Einleitung | Lebensweise bedroht | Die Saami-Parlamente | Die Rechtspraxis der Staaten | Der Nordische Saami-Rat

Wir, die Saami, sind ein Volk, vereint in unserer eigenen Kultur, Sprache und Geschichte. Wir leben in Gebieten, die seit undenkbaren Zeiten von uns allein bewohnt und genutzt worden sind.
(Aus dem politischen Programm des Saami-Rates, 1986)

Einleitung [ oben ]

Samischer Sprachraum. Quelle: http://de.wikipedia.org/wiki/Samische_SprachenDie mehr als 70.000 Saami in Norwegen (40.000), Schweden (15 - 20.000), Finnland (6.500) und auf der russischen Kola-Halbinsel (4.000) blicken auf eine 10.000 Jahre alte Kultur zurück. Sie entwickelten die Kunst, im strengen arktischen neun Monate dauernden Winter zu bestehen. Wie bei anderen indigenen Völkern (Ureinwohnern) steht im Mittelpunkt ihres Denkens die Natur, als deren integralen Bestandteil sie sich verstehen.

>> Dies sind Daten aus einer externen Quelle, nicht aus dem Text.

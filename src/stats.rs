// stats.rs
//
// Per-site statistics over a materialized genotype matrix, shared by the
// haps-backed and bed-backed variants through one capability trait so the
// counting formulas exist exactly once.

use std::fs::File;
use std::io::{BufWriter, Write};
use std::path::Path;

use ndarray::ArrayView1;

use crate::error::{Error, Result};

/// The reserved byte value marking unobserved genotype calls.
pub const MISSING_SENTINEL: u8 = 3;

/// Fold a raw allele count above the 50% threshold to its complement.
///
/// `observed` is the number of observed (non-missing) haplotypes at the site.
pub(crate) fn fold_to_minor(count: u64, observed: u64) -> u64 {
    if 2 * count > observed {
        observed - count
    } else {
        count
    }
}

/// A materialized genotype matrix with per-site metadata.
///
/// Implementations expose one site as a contiguous view regardless of the
/// underlying orientation (sites-as-rows for haps data, sites-as-columns for
/// bed data) and declare their own frequency denominator through
/// [`observed_haps`](GenotypeSource::observed_haps): total haplotypes for
/// haplotype matrices, twice the non-missing individual count for
/// PLINK-derived matrices.
pub trait GenotypeSource {
    fn num_individuals(&self) -> usize;

    fn num_sites(&self) -> usize;

    fn num_haps(&self) -> usize {
        2 * self.num_individuals()
    }

    /// All calls at one site, in individual/haplotype order.
    fn site(&self, site_id: usize) -> ArrayView1<'_, u8>;

    /// The variant name for a site, when the source format carries one.
    fn site_name(&self, _site_id: usize) -> Option<&str> {
        None
    }

    /// Count of missing calls at a site.
    fn missing_count(&self, site_id: usize) -> u64;

    /// Number of observed chromosomes at a site: the frequency denominator.
    fn observed_haps(&self, site_id: usize) -> u64;

    /// Raw count of allele 1 at a site. The missing sentinel contributes
    /// spuriously to a naive sum and is subtracted back out.
    fn allele_count(&self, site_id: usize) -> u64 {
        let raw: u64 = self.site(site_id).iter().map(|&call| u64::from(call)).sum();
        raw - u64::from(MISSING_SENTINEL) * self.missing_count(site_id)
    }

    /// The allele count folded to the less frequent allele.
    fn minor_allele_count(&self, site_id: usize) -> u64 {
        fold_to_minor(self.allele_count(site_id), self.observed_haps(site_id))
    }

    /// The allele count taken as-is, assuming allele 1 is derived.
    fn derived_allele_count(&self, site_id: usize) -> u64 {
        self.allele_count(site_id)
    }

    fn minor_allele_frequency(&self, site_id: usize) -> f64 {
        self.minor_allele_count(site_id) as f64 / self.observed_haps(site_id) as f64
    }

    fn derived_allele_frequency(&self, site_id: usize) -> f64 {
        self.derived_allele_count(site_id) as f64 / self.observed_haps(site_id) as f64
    }

    fn missing_frequency(&self, site_id: usize) -> f64 {
        self.missing_count(site_id) as f64 / self.num_individuals() as f64
    }
}

/// Write a .frq-style fixed-width frequency report for every site.
///
/// Sources without per-site names (haps-backed matrices) report `.` in the
/// SNP column.
pub fn write_frequency_report<S: GenotypeSource + ?Sized>(source: &S, path: &Path) -> Result<()> {
    let io_err = |source| Error::Io { path: path.to_path_buf(), source };

    let file = File::create(path).map_err(io_err)?;
    let mut writer = BufWriter::new(file);

    writeln!(writer, " CHR           SNP   A1   A2          MAF  NCHROBS").map_err(io_err)?;
    for site_id in 0..source.num_sites() {
        writeln!(
            writer,
            "{:>4}{:>14}{:>5}{:>5}{:>13}{:>9}",
            1,
            source.site_name(site_id).unwrap_or("."),
            1,
            2,
            source.minor_allele_frequency(site_id),
            source.observed_haps(site_id)
        )
        .map_err(io_err)?;
    }
    writer.flush().map_err(io_err)?;

    Ok(())
}

#[cfg(test)]
mod tests {
    use super::*;

    use ndarray::Array2;

    /// Minimal in-memory source for exercising the provided methods.
    struct FixtureSource {
        /// individuals x sites, sentinel 3 for missing.
        data: Array2<u8>,
        missing_counts: Vec<u64>,
    }

    impl FixtureSource {
        fn new(data: Array2<u8>) -> Self {
            let missing_counts = data
                .columns()
                .into_iter()
                .map(|col| col.iter().filter(|&&call| call == MISSING_SENTINEL).count() as u64)
                .collect();
            Self { data, missing_counts }
        }
    }

    impl GenotypeSource for FixtureSource {
        fn num_individuals(&self) -> usize {
            self.data.nrows()
        }

        fn num_sites(&self) -> usize {
            self.data.ncols()
        }

        fn site(&self, site_id: usize) -> ArrayView1<'_, u8> {
            self.data.column(site_id)
        }

        fn site_name(&self, site_id: usize) -> Option<&str> {
            ["SNP_1", "SNP_2", "SNP_3"].get(site_id).copied()
        }

        fn missing_count(&self, site_id: usize) -> u64 {
            self.missing_counts[site_id]
        }

        fn observed_haps(&self, site_id: usize) -> u64 {
            2 * (self.num_individuals() as u64 - self.missing_count(site_id))
        }
    }

    fn fixture() -> FixtureSource {
        // 4 individuals x 3 sites; site 1 has one missing call, site 2 is
        // heavily skewed towards allele 1.
        FixtureSource::new(
            Array2::from_shape_vec(
                (4, 3),
                vec![
                    0, 1, 2, //
                    1, 3, 2, //
                    0, 0, 2, //
                    2, 1, 1, //
                ],
            )
            .unwrap(),
        )
    }

    #[test]
    fn fold_to_minor_cases() {
        assert_eq!(fold_to_minor(0, 8), 0);
        assert_eq!(fold_to_minor(4, 8), 4);
        assert_eq!(fold_to_minor(5, 8), 3);
        assert_eq!(fold_to_minor(8, 8), 0);
    }

    #[test]
    fn sentinel_is_subtracted_from_the_raw_sum() {
        let source = fixture();

        assert_eq!(source.missing_count(0), 0);
        assert_eq!(source.allele_count(0), 3);

        // Site 1 sums to 5 but one call is the sentinel.
        assert_eq!(source.missing_count(1), 1);
        assert_eq!(source.allele_count(1), 2);
        assert_eq!(source.observed_haps(1), 6);
    }

    #[test]
    fn folded_and_unfolded_counts() {
        let source = fixture();

        assert_eq!(source.derived_allele_count(2), 7);
        assert_eq!(source.minor_allele_count(2), 1);
        assert_eq!(source.minor_allele_frequency(2), 1.0 / 8.0);
        assert_eq!(source.derived_allele_frequency(2), 7.0 / 8.0);
        assert_eq!(source.missing_frequency(1), 0.25);
    }

    #[test]
    fn frequency_report_layout() {
        let dir = tempfile::TempDir::new().unwrap();
        let path = dir.path().join("out.frq");
        let source = fixture();

        write_frequency_report(&source, &path).unwrap();
        let report = std::fs::read_to_string(&path).unwrap();
        let lines: Vec<&str> = report.lines().collect();

        assert_eq!(lines.len(), 1 + source.num_sites());
        assert_eq!(lines[0], " CHR           SNP   A1   A2          MAF  NCHROBS");
        assert_eq!(lines[1], format!("{:>4}{:>14}{:>5}{:>5}{:>13}{:>9}", 1, "SNP_1", 1, 2, 0.375, 8));
        assert!(lines[2].contains("SNP_2"));
        assert!(lines[2].ends_with("        6"));
    }
}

Die Saami lebten ursprünglich als Nomaden vom Jagen und Fischen. Die Rentierzucht wurde erst ab dem 17. Jahrhundert zu einem wichtigen Bestandteil ihres sozialen und kulturellen Lebens. Heute sind Saami in fast allen Wirtschaftszweigen zu finden. Die meisten leben von Fischerei und Landwirtschaft, etwa 10 Prozent sind in der Rentierzucht beschäftigt. Den Namen "Lappen" hören sie nur ungern, bedeutet er doch frei übersetzt "Hinterwäldler".

Rechtlich sind die Saami in keinem der genannten Staaten Eigentümer ihrer Territorien. Ebensowenig haben sie bis heute die Möglichkeit, auf politische Entscheidungen, die ihr Land und Leben betreffen, direkten Einfluß zu nehmen. Ihre Geschichte in allen vier Staaten ist von kolonialer Unterdrückung und Diskriminierung gekennzeichnet. Bis in die jüngste Zeit finden sich Beispiele, wie die nordischen Staaten versuchen, die Saami an die nationalen Werte und Normen anzupassen. Ihre Zelte und Holzhäuser mußten sie gegen Mietskasernen eintauschen. Die erzwungene Anpassung an die fremden Werte erzeugte das Gefühl der Minderwertigkeit. Noch 1992 schränkte die schwedische Regierung per Gesetz die Land- und Wasser-Rechte der Saami ein.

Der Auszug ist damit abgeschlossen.